[Dataset entries]
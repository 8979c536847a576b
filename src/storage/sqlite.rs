//! SQLite-backed stores
//!
//! Every operation borrows one connection from the shared [`SqlitePool`] for
//! a single statement and returns it when the statement completes.

use std::sync::Arc;

use async_trait::async_trait;
use chrono::{DateTime, SecondsFormat, Utc};
use rusqlite::types::Type;
use rusqlite::{ffi, params, Connection, OptionalExtension, Row};

use super::repository::{ArticleStore, CategoryStore, RegionStore, StoreResult};
use crate::models::{Article, ArticleId, Category, NewsFilter, Region};
use crate::pool::SqlitePool;
use crate::utils::error::StoreError;
use crate::utils::escape_like;

// ============================================================================
// Schema
// ============================================================================

/// Create tables and indexes if they do not exist
pub fn create_schema(conn: &Connection) -> StoreResult<()> {
    conn.execute_batch(
        r#"
            CREATE TABLE IF NOT EXISTS categories (
                id INTEGER PRIMARY KEY AUTOINCREMENT,
                name TEXT NOT NULL UNIQUE,
                display_name TEXT NOT NULL,
                description TEXT,
                active INTEGER NOT NULL DEFAULT 1,
                created_at TEXT NOT NULL
            );

            CREATE TABLE IF NOT EXISTS regions (
                id INTEGER PRIMARY KEY AUTOINCREMENT,
                name TEXT NOT NULL,
                country_code TEXT NOT NULL UNIQUE,
                timezone TEXT,
                active INTEGER NOT NULL DEFAULT 1,
                created_at TEXT NOT NULL
            );

            CREATE TABLE IF NOT EXISTS articles (
                id INTEGER PRIMARY KEY AUTOINCREMENT,
                title TEXT NOT NULL,
                description TEXT,
                content TEXT,
                url TEXT NOT NULL UNIQUE,
                image_url TEXT,
                source_name TEXT,
                source_url TEXT,
                category_id INTEGER REFERENCES categories(id),
                region_id INTEGER REFERENCES regions(id),
                published_at TEXT NOT NULL,
                cached_at TEXT NOT NULL,
                trending INTEGER NOT NULL DEFAULT 0,
                view_count INTEGER NOT NULL DEFAULT 0
            );

            CREATE INDEX IF NOT EXISTS idx_articles_published
                ON articles(published_at DESC);

            CREATE INDEX IF NOT EXISTS idx_articles_trending
                ON articles(trending, published_at DESC);

            CREATE INDEX IF NOT EXISTS idx_articles_category
                ON articles(category_id);

            CREATE INDEX IF NOT EXISTS idx_articles_region
                ON articles(region_id);
            "#,
    )?;
    Ok(())
}
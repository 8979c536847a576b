//! Translation of stored categories and regions into provider hints

use std::collections::HashMap;

use lazy_static::lazy_static;

lazy_static! {
    /// Stored category name -> provider category
    static ref PROVIDER_CATEGORIES: HashMap<&'static str, &'static str> = HashMap::from([
        ("technology", "technology"),
        ("sports", "sports"),
        ("business", "business"),
        ("health", "health"),
        ("entertainment", "entertainment"),
        ("science", "science"),
    ]);

    /// 3-letter country code -> provider 2-letter code
    static ref PROVIDER_REGIONS: HashMap<&'static str, &'static str> = HashMap::from([
        ("USA", "us"),
        ("GBR", "gb"),
        ("CAN", "ca"),
        ("AUS", "au"),
        ("IND", "in"),
        ("DEU", "de"),
        ("FRA", "fr"),
        ("JPN", "jp"),
        ("BRA", "br"),
        ("CHN", "cn"),
    ]);
}

/// Provider category for a stored category name.
///
/// Names outside the provider's vocabulary (e.g. "politics") give `None`.
pub fn provider_category(name: &str) -> Option<&'static str> {
    PROVIDER_CATEGORIES
        .get(name.trim().to_lowercase().as_str())
        .copied()
}

/// Provider region code for a stored country code.
///
/// Two-letter codes pass through lowercased; three-letter codes go through
/// the table, falling back to their first two letters. Anything else gives
/// `None`.
pub fn provider_region(code: &str) -> Option<String> {
    let code = code.trim();
    if !code.chars().all(|c| c.is_ascii_alphabetic()) {
        return None;
    }

    match code.len() {
        2 => Some(code.to_ascii_lowercase()),
        3 => {
            let upper = code.to_ascii_uppercase();
            Some(
                PROVIDER_REGIONS
                    .get(upper.as_str())
                    .map(|c| (*c).to_string())
                    .unwrap_or_else(|| upper[..2].to_ascii_lowercase()),
            )
        }
        _ => None,
    }
}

PROBLEM DETAILS
Of the lines above, extract only those from the line with "use crate::pool::SqlitePool;" to the line with "pub fn create_schema(conn: &Connection)", both included, exactly as written.

RESULT OF THIS EXERCISE
use crate::pool::SqlitePool;
use crate::utils::error::StoreError;
use crate::utils::escape_like;

// ============================================================================
// Schema
// ============================================================================

/// Create tables and indexes if they do not exist
pub fn create_schema(conn: &Connection) -> StoreResult<()> {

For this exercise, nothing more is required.